- Records supplied -
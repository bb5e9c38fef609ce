//! Records decoded from the structured dialect.
//!
//! These mirror the subset of the server's JSON the client reads. Every
//! field has a default so records from older or newer servers still decode.

use serde::{Deserialize, Deserializer, Serialize};

use crate::resource::Identity;

/// Treat an explicit `null` like a missing field. The server sends `null`
/// for some strings (folders have no `color`), which `#[serde(default)]`
/// alone does not cover.
fn nullable<'de, D, T>(deserializer: D) -> Result<T, D::Error>
where
    D: Deserializer<'de>,
    T: Default + Deserialize<'de>,
{
    Ok(Option::<T>::deserialize(deserializer)?.unwrap_or_default())
}

/// `GET /api/json`.
#[derive(Debug, Clone, Default, PartialEq, Serialize, Deserialize)]
#[serde(default, rename_all = "camelCase")]
pub struct ServerInfo {
    pub mode: String,
    pub node_description: String,
    pub num_executors: u32,
    pub jobs: Vec<JobRef>,
    pub views: Vec<ViewRef>,
    pub primary_view: Option<ViewRef>,
    pub use_security: bool,
}

/// Job entry as listed by a parent (root, folder or view).
#[derive(Debug, Clone, Default, PartialEq, Eq, Serialize, Deserialize)]
#[serde(default)]
pub struct JobRef {
    pub name: String,
    pub url: String,
    #[serde(deserialize_with = "nullable")]
    pub color: String,
}

#[derive(Debug, Clone, Default, PartialEq, Eq, Serialize, Deserialize)]
#[serde(default)]
pub struct ViewRef {
    pub name: String,
    pub url: String,
}

#[derive(Debug, Clone, Default, PartialEq, Eq, Serialize, Deserialize)]
#[serde(default)]
pub struct BuildRef {
    pub number: u64,
    pub url: String,
}

#[derive(Debug, Clone, Default, PartialEq, Serialize, Deserialize)]
#[serde(default, rename_all = "camelCase")]
pub struct JobRecord {
    #[serde(rename = "_class")]
    pub class: String,
    pub name: String,
    pub full_name: String,
    pub display_name: String,
    pub description: Option<String>,
    pub url: String,
    #[serde(deserialize_with = "nullable")]
    pub color: String,
    pub buildable: bool,
    pub in_queue: bool,
    pub builds: Vec<BuildRef>,
    pub first_build: Option<BuildRef>,
    pub last_build: Option<BuildRef>,
    pub last_completed_build: Option<BuildRef>,
    pub last_successful_build: Option<BuildRef>,
    pub last_failed_build: Option<BuildRef>,
    pub next_build_number: u64,
}

impl Identity for JobRecord {
    fn identity(&self) -> &str {
        &self.name
    }
}

#[derive(Debug, Clone, Default, PartialEq, Serialize, Deserialize)]
#[serde(default, rename_all = "camelCase")]
pub struct FolderRecord {
    pub name: String,
    pub display_name: String,
    pub description: Option<String>,
    pub url: String,
    pub jobs: Vec<JobRef>,
    pub views: Vec<ViewRef>,
    pub primary_view: Option<ViewRef>,
}

impl Identity for FolderRecord {
    fn identity(&self) -> &str {
        &self.name
    }
}

#[derive(Debug, Clone, Default, PartialEq, Serialize, Deserialize)]
#[serde(default, rename_all = "camelCase")]
pub struct BuildRecord {
    pub number: u64,
    pub id: String,
    pub display_name: String,
    pub url: String,
    pub building: bool,
    pub result: Option<String>,
    pub duration: u64,
    pub estimated_duration: i64,
    pub timestamp: u64,
    pub queue_id: u64,
}

#[derive(Debug, Clone, Default, PartialEq, Serialize, Deserialize)]
#[serde(default, rename_all = "camelCase")]
pub struct NodeRecord {
    pub display_name: String,
    pub description: Option<String>,
    pub num_executors: u32,
    pub idle: bool,
    pub offline: bool,
    pub temporarily_offline: bool,
    pub jnlp_agent: bool,
    #[serde(deserialize_with = "nullable")]
    pub offline_cause_reason: String,
}

impl Identity for NodeRecord {
    fn identity(&self) -> &str {
        &self.display_name
    }
}

/// `GET /computer/api/json`.
#[derive(Debug, Clone, Default, PartialEq, Serialize, Deserialize)]
#[serde(default, rename_all = "camelCase")]
pub struct ComputerList {
    pub busy_executors: u32,
    pub total_executors: u32,
    pub computer: Vec<NodeRecord>,
}

#[derive(Debug, Clone, Default, PartialEq, Serialize, Deserialize)]
#[serde(default)]
pub struct ViewRecord {
    pub name: String,
    pub description: Option<String>,
    pub url: String,
    pub jobs: Vec<JobRef>,
}

impl Identity for ViewRecord {
    fn identity(&self) -> &str {
        &self.name
    }
}

#[derive(Debug, Clone, Default, PartialEq, Serialize, Deserialize)]
#[serde(default)]
pub struct QueueRecord {
    pub items: Vec<QueueItem>,
}

#[derive(Debug, Clone, Default, PartialEq, Serialize, Deserialize)]
#[serde(default, rename_all = "camelCase")]
pub struct QueueItem {
    pub id: u64,
    pub why: Option<String>,
    pub blocked: bool,
    pub buildable: bool,
    pub stuck: bool,
    pub in_queue_since: u64,
    pub params: String,
    pub task: JobRef,
}

/// `GET /pluginManager/api/json`.
#[derive(Debug, Clone, Default, PartialEq, Serialize, Deserialize)]
#[serde(default)]
pub struct PluginList {
    pub plugins: Vec<PluginRecord>,
}

#[derive(Debug, Clone, Default, PartialEq, Eq, Serialize, Deserialize)]
#[serde(default, rename_all = "camelCase")]
pub struct PluginRecord {
    pub short_name: String,
    pub long_name: String,
    pub version: String,
    pub active: bool,
    pub enabled: bool,
    pub has_update: bool,
    pub url: Option<String>,
}

#[derive(Debug, Clone, Default, PartialEq, Serialize, Deserialize)]
#[serde(default, rename_all = "camelCase")]
pub struct FingerprintRecord {
    pub hash: String,
    pub file_name: String,
    pub timestamp: u64,
    pub original: Option<FingerprintOrigin>,
}

#[derive(Debug, Clone, Default, PartialEq, Eq, Serialize, Deserialize)]
#[serde(default)]
pub struct FingerprintOrigin {
    pub name: String,
    pub number: u64,
}

#[cfg(test)]
mod tests {
    use super::*;

    #[test]
    fn job_record_ignores_unknown_fields() {
        let job: JobRecord = serde_json::from_str(
            r#"{"_class":"hudson.model.FreeStyleProject","name":"alpha","color":"blue",
                "healthReport":[],"lastBuild":{"number":3,"url":"http://ci/job/alpha/3/"}}"#,
        )
        .unwrap();
        assert_eq!(job.identity(), "alpha");
        assert_eq!(job.class, "hudson.model.FreeStyleProject");
        assert_eq!(job.last_build.unwrap().number, 3);
        assert!(job.builds.is_empty());
    }

    #[test]
    fn node_identity_is_display_name() {
        let node: NodeRecord =
            serde_json::from_str(r#"{"displayName":"agent-1","offline":true}"#).unwrap();
        assert_eq!(node.identity(), "agent-1");
        assert!(node.offline);
    }

    #[test]
    fn folder_entries_with_null_color_decode() {
        let info: ServerInfo = serde_json::from_str(
            r#"{"jobs":[{"_class":"com.cloudbees.hudson.plugins.folder.Folder",
                "name":"team","url":"http://ci/job/team/","color":null},
                {"name":"alpha","color":"blue"}]}"#,
        )
        .unwrap();
        assert_eq!(info.jobs[0].name, "team");
        assert_eq!(info.jobs[0].color, "");
        assert_eq!(info.jobs[1].color, "blue");
    }

    #[test]
    fn build_result_is_null_while_running() {
        let build: BuildRecord =
            serde_json::from_str(r#"{"number":7,"building":true,"result":null}"#).unwrap();
        assert!(build.building);
        assert_eq!(build.result, None);
    }
}
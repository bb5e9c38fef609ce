//! Folders (the CloudBees folder plugin item type).
//!
//! A folder is an item like a job, so its children live at
//! `<folder path>/job/<name>` and are created through the folder's own
//! `createItem` endpoint. Every mutation goes through the same
//! reconciliation as at the root.

use std::collections::HashMap;

use crate::dispatcher::RequestDispatcher;
use crate::error::ApiError;
use crate::http::{escape, RequestDescriptor};
use crate::job::{self, Build, Job};
use crate::reconcile::{MutationKind, MutationOutcome};
use crate::resource::RemoteResourceHandle;
use crate::types::{BuildRef, FolderRecord, JobRef};

/// Item class the server uses for folders.
pub const FOLDER_CLASS: &str = "com.cloudbees.hudson.plugins.folder.Folder";

#[derive(Debug)]
pub struct Folder<'a> {
    handle: RemoteResourceHandle<'a, FolderRecord>,
}

impl<'a> Folder<'a> {
    pub(crate) fn get(
        dispatcher: &'a RequestDispatcher,
        parent: &str,
        name: &str,
    ) -> Result<Self, ApiError> {
        let mut handle = RemoteResourceHandle::new(dispatcher, job::item_path(parent, name));
        handle.fetch()?;
        Ok(Self { handle })
    }

    pub(crate) fn create(
        dispatcher: &'a RequestDispatcher,
        parent: &str,
        name: &str,
    ) -> Result<Self, ApiError> {
        let request = RequestDescriptor::post(format!("{parent}/createItem"))
            .query("name", escape(name))
            .query("mode", FOLDER_CLASS);
        let handle = job::create_item(dispatcher, MutationKind::Create, &request, parent, name)?;
        Ok(Self { handle })
    }

    pub fn base_path(&self) -> &str {
        self.handle.base_path()
    }

    pub fn name(&self) -> &str {
        self.handle.identity().unwrap_or_default()
    }

    pub fn description(&self) -> Option<&str> {
        self.details()?.description.as_deref()
    }

    pub fn details(&self) -> Option<&FolderRecord> {
        self.handle.snapshot()
    }

    pub fn poll(&mut self) -> Result<u16, ApiError> {
        self.handle.poll()
    }

    /// Refresh and list the folder's direct children.
    pub fn jobs(&mut self) -> Result<Vec<JobRef>, ApiError> {
        Ok(self.handle.fetch()?.jobs.clone())
    }

    fn dispatcher(&self) -> &'a RequestDispatcher {
        self.handle.dispatcher()
    }

    pub fn get_job(&self, name: &str) -> Result<Job<'a>, ApiError> {
        Job::get(self.dispatcher(), self.base_path(), name)
    }

    pub fn get_folder(&self, name: &str) -> Result<Folder<'a>, ApiError> {
        Folder::get(self.dispatcher(), self.base_path(), name)
    }

    pub fn create_job(&self, config_xml: &str, name: &str) -> Result<Job<'a>, ApiError> {
        Job::create(self.dispatcher(), self.base_path(), name, config_xml)
    }

    pub fn create_folder(&self, name: &str) -> Result<Folder<'a>, ApiError> {
        Folder::create(self.dispatcher(), self.base_path(), name)
    }

    pub fn copy_job(&self, from: &str, to: &str) -> Result<Job<'a>, ApiError> {
        Job::copy(self.dispatcher(), self.base_path(), from, to)
    }

    pub fn delete_job(&self, name: &str) -> Result<MutationOutcome, ApiError> {
        job::delete_item(self.dispatcher(), self.base_path(), name)
    }

    pub fn build_job(
        &self,
        name: &str,
        params: &HashMap<String, String>,
    ) -> Result<Option<u64>, ApiError> {
        Job::at(self.dispatcher(), self.base_path(), name).invoke(params)
    }

    pub fn get_build(&self, job: &str, number: u64) -> Result<Build<'a>, ApiError> {
        self.get_job(job)?.get_build(number)
    }

    pub fn get_all_build_ids(&self, job: &str) -> Result<Vec<BuildRef>, ApiError> {
        self.get_job(job)?.build_ids()
    }
}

- What to work on -
Copy out precisely the lines from the line with "assert!(build.building);" to the line with "pub fn base_path(&self)" in the material above, including those two lines and omitting all the rest.

- Expected answer -
        assert!(build.building);
        assert_eq!(build.result, None);
    }
}
repository bb5e9c38fef609ce
//! Folders (the CloudBees folder plugin item type).
//!
//! A folder is an item like a job, so its children live at
//! `<folder path>/job/<name>` and are created through the folder's own
//! `createItem` endpoint. Every mutation goes through the same
//! reconciliation as at the root.

use std::collections::HashMap;

use crate::dispatcher::RequestDispatcher;
use crate::error::ApiError;
use crate::http::{escape, RequestDescriptor};
use crate::job::{self, Build, Job};
use crate::reconcile::{MutationKind, MutationOutcome};
use crate::resource::RemoteResourceHandle;
use crate::types::{BuildRef, FolderRecord, JobRef};

/// Item class the server uses for folders.
pub const FOLDER_CLASS: &str = "com.cloudbees.hudson.plugins.folder.Folder";

#[derive(Debug)]
pub struct Folder<'a> {
    handle: RemoteResourceHandle<'a, FolderRecord>,
}

impl<'a> Folder<'a> {
    pub(crate) fn get(
        dispatcher: &'a RequestDispatcher,
        parent: &str,
        name: &str,
    ) -> Result<Self, ApiError> {
        let mut handle = RemoteResourceHandle::new(dispatcher, job::item_path(parent, name));
        handle.fetch()?;
        Ok(Self { handle })
    }

    pub(crate) fn create(
        dispatcher: &'a RequestDispatcher,
        parent: &str,
        name: &str,
    ) -> Result<Self, ApiError> {
        let request = RequestDescriptor::post(format!("{parent}/createItem"))
            .query("name", escape(name))
            .query("mode", FOLDER_CLASS);
        let handle = job::create_item(dispatcher, MutationKind::Create, &request, parent, name)?;
        Ok(Self { handle })
    }

    pub fn base_path(&self) -> &str {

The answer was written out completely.